• [EXTRACTED MATERIAL]:
——————————

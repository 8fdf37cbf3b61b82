use crate::auth::Credentials;
use crate::session::Session;
use crate::ui::components::dialogs::common::{create_dialog_block, shortcuts, InstructionShortcut};
use crate::ui::components::{FormEvent, FormField, FormState};
use crate::ui::core::{Action, Component};
use crate::ui::layout::LayoutManager;
use crossterm::event::KeyEvent;
use ratatui::{
    layout::{Alignment, Constraint, Direction, Layout, Rect},
    style::{Color, Style},
    widgets::Paragraph,
    Frame,
};

const USERNAME: usize = 0;
const PASSWORD: usize = 1;

pub struct LoginScreen {
    form: FormState,
}

impl LoginScreen {
    pub fn new() -> Self {
        Self {
            form: FormState::new(vec![FormField::text("Username", ""), FormField::secret("Password")]),
        }
    }

    fn credentials(&self) -> Credentials {
        Credentials {
            username: self.form.value(USERNAME).trim().to_string(),
            password: self.form.value(PASSWORD).to_string(),
        }
    }
}

impl Default for LoginScreen {
    fn default() -> Self {
        Self::new()
    }
}

impl Component for LoginScreen {
    fn handle_key_events(&mut self, key: KeyEvent, _session: &Session) -> Action {
        match self.form.handle_key(key) {
            FormEvent::Submit => Action::Login(self.credentials()),
            _ => Action::None,
        }
    }

    fn render(&mut self, f: &mut Frame, rect: Rect, _session: &Session) {
        let area = LayoutManager::centered_rect_lines(60, 12, rect);
        let block = create_dialog_block(" Log in ", Color::Cyan);
        let inner = block.inner(area);
        f.render_widget(block, area);

        let chunks = Layout::default()
            .direction(Direction::Vertical)
            .margin(1)
            .constraints([Constraint::Length(2), Constraint::Min(6)])
            .split(inner);

        let welcome = Paragraph::new("Welcome back! Sign in to see your day.")
            .style(Style::default().fg(Color::Gray))
            .alignment(Alignment::Center);
        f.render_widget(welcome, chunks[0]);
        self.form.render(f, chunks[1]);
    }

    fn on_focus(&mut self, _session: &Session) {
        self.form.reset();
    }

    fn captures_text(&self) -> bool {
        true
    }

    fn key_hints(&self, _session: &Session) -> Vec<InstructionShortcut> {
        vec![
            ("Enter", Color::Green, " Log in"),
            shortcuts::TAB_NEXT,
            ("Ctrl+C", Color::Red, " Quit"),
        ]
    }
}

——————————

• [DESCRIPTION OF THE TASK]: Could you report all lines of the listing that hold "welcome"?

• [ANSWER SECTION]:
        let welcome = Paragraph::new("Welcome back! Sign in to see your day.")
        f.render_widget(welcome, chunks[0]);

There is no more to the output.